Verbatim, and with nothing else, reproduce the data below from its first line through the line containing "Cross-node delivery through".

*** Opening of Data for this exercise ***

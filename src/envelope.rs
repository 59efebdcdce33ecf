//! The unit that traverses a processor's input queue: a request paired with
//! the handle its response is delivered through.

use crate::error::Error;
use crate::respondee::RespondeeRef;
use crate::slot::ResponseSlot;

/// Where a response gets delivered: a local one-shot slot or the address of a
/// remote respondee.
pub enum Responder<S> {
    /// In-process delivery through a [`ResponseSlot`]
    Local(ResponseSlot<S>),
    /// Cross-node delivery through a [`RespondeeRef`]
    Remote(RespondeeRef<S>),
}

impl<S: Send + 'static> Responder<S> {
    /// Deliver the response. Returns `false` when the responder already
    /// settled.
    pub fn complete(&self, value: S) -> bool {
        match self {
            Responder::Local(slot) => slot.complete(value),
            Responder::Remote(respondee) => respondee.respond(value),
        }
    }

    /// Fail the responder.
    ///
    /// Failure kinds do not cross the wire: a remote responder is stopped
    /// instead, and the asker observes its deadline or
    /// [`Error::Shutdown`].
    pub fn fail(&self, error: Error) -> bool {
        match self {
            Responder::Local(slot) => slot.fail(error),
            Responder::Remote(respondee) => respondee.stop(),
        }
    }

    /// Whether a response is still awaited.
    pub fn is_pending(&self) -> bool {
        match self {
            Responder::Local(slot) => !slot.is_terminal(),
            Responder::Remote(respondee) => respondee.is_live(),
        }
    }
}

impl<S> Clone for Responder<S> {
    fn clone(&self) -> Self {
        match self {
            Responder::Local(slot) => Responder::Local(slot.clone()),
            Responder::Remote(respondee) => Responder::Remote(respondee.clone()),
        }
    }
}

/// A request plus its response handle.
pub struct Envelope<R, S> {
    /// The user request
    pub request: R,
    /// The handle the response is delivered through
    pub responder: Responder<S>,
}

impl<R, S> Envelope<R, S> {
    /// Wrap a request for in-process delivery.
    pub fn local(request: R, slot: ResponseSlot<S>) -> Self {
        Self {
            request,
            responder: Responder::Local(slot),
        }
    }

    /// Wrap a request for delivery through a respondee address.
    pub fn remote(request: R, respondee: RespondeeRef<S>) -> Self {
        Self {
            request,
            responder: Responder::Remote(respondee),
        }
    }
}
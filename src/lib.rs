//! # Request/Response Bridging onto Streaming Pipelines
//!
//! This crate adapts a request/response programming model onto a long-running
//! streaming pipeline shared by all callers. A caller submits a request; the
//! request flows through the pipeline; when the pipeline emits the matching
//! result, the caller's pending response resolves.
//!
//! ## Core Concepts
//!
//! - **Process**: the user-supplied transformation from request to response
//! - **IntoableProcessor**: a running pipeline instance with a bounded input
//!   queue, per-request deadlines, and drop-newest backpressure
//! - **ResponseSlot / Respondee**: one-shot response cells, local and
//!   addressable
//! - **Splice**: routes a whole upstream sequence into a shared pipeline and
//!   yields the responses downstream in order
//!
//! ## Example
//!
//! ```rust
//! use std::time::Duration;
//! use streamgate::prelude::*;
//!
//! #[tokio::main]
//! async fn main() -> streamgate::Result<()> {
//!     let config = ProcessorConfig::new("length", 16, Duration::from_secs(1));
//!     let processor = IntoableProcessor::spawn(MapProcess::new(|s: String| s.len()), config)?;
//!
//!     let len = processor.submit("abc".to_string()).await?;
//!     assert_eq!(len, 3);
//!
//!     processor.shutdown().await;
//!     Ok(())
//! }
//! ```
//!
//! A request that cannot be admitted (queue full) fails fast with
//! `Unavailable`; one the pipeline never answers fails with `Timeout`; a
//! failing element is dropped and the pipeline keeps serving everyone else.

pub mod envelope;
pub mod error;
pub mod pairing;
pub mod process;
pub mod processor;
pub mod respondee;
pub mod shutdown;
pub mod slot;
pub mod splice;

// Re-export commonly used items
pub mod prelude {
    pub use crate::envelope::{Envelope, Responder};
    pub use crate::error::{Error, Result};
    pub use crate::pairing::{Correlation, ProcessorStats};
    pub use crate::process::{process_fn, MapProcess, Process};
    pub use crate::processor::{
        IntoableProcessor, IntoableSink, OfferResult, ProcessorConfig, ProcessorHandle,
    };
    pub use crate::respondee::{RespondeeFactory, RespondeeRef};
    pub use crate::shutdown::{
        ShutdownCoordinator, PHASE_SERVICE_REQUESTS_DONE, PHASE_SERVICE_STOP,
    };
    pub use crate::slot::{ResponseFuture, ResponseSlot};
    pub use crate::splice::{Spliced, SpliceExt};
}

// Re-export main error type
pub use error::{Error, Result};

// Version information
pub const VERSION: &str = env!("CARGO_PKG_VERSION");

*** Close of Data for this exercise ***

→ **Solution for this task**
filename src/envelope.rs
repository 59efebdcdce33ecf
//! The unit that traverses a processor's input queue: a request paired with
//! the handle its response is delivered through.

use crate::error::Error;
use crate::respondee::RespondeeRef;
use crate::slot::ResponseSlot;

/// Where a response gets delivered: a local one-shot slot or the address of a
/// remote respondee.
pub enum Responder<S> {
    /// In-process delivery through a [`ResponseSlot`]
    Local(ResponseSlot<S>),
    /// Cross-node delivery through a [`RespondeeRef`]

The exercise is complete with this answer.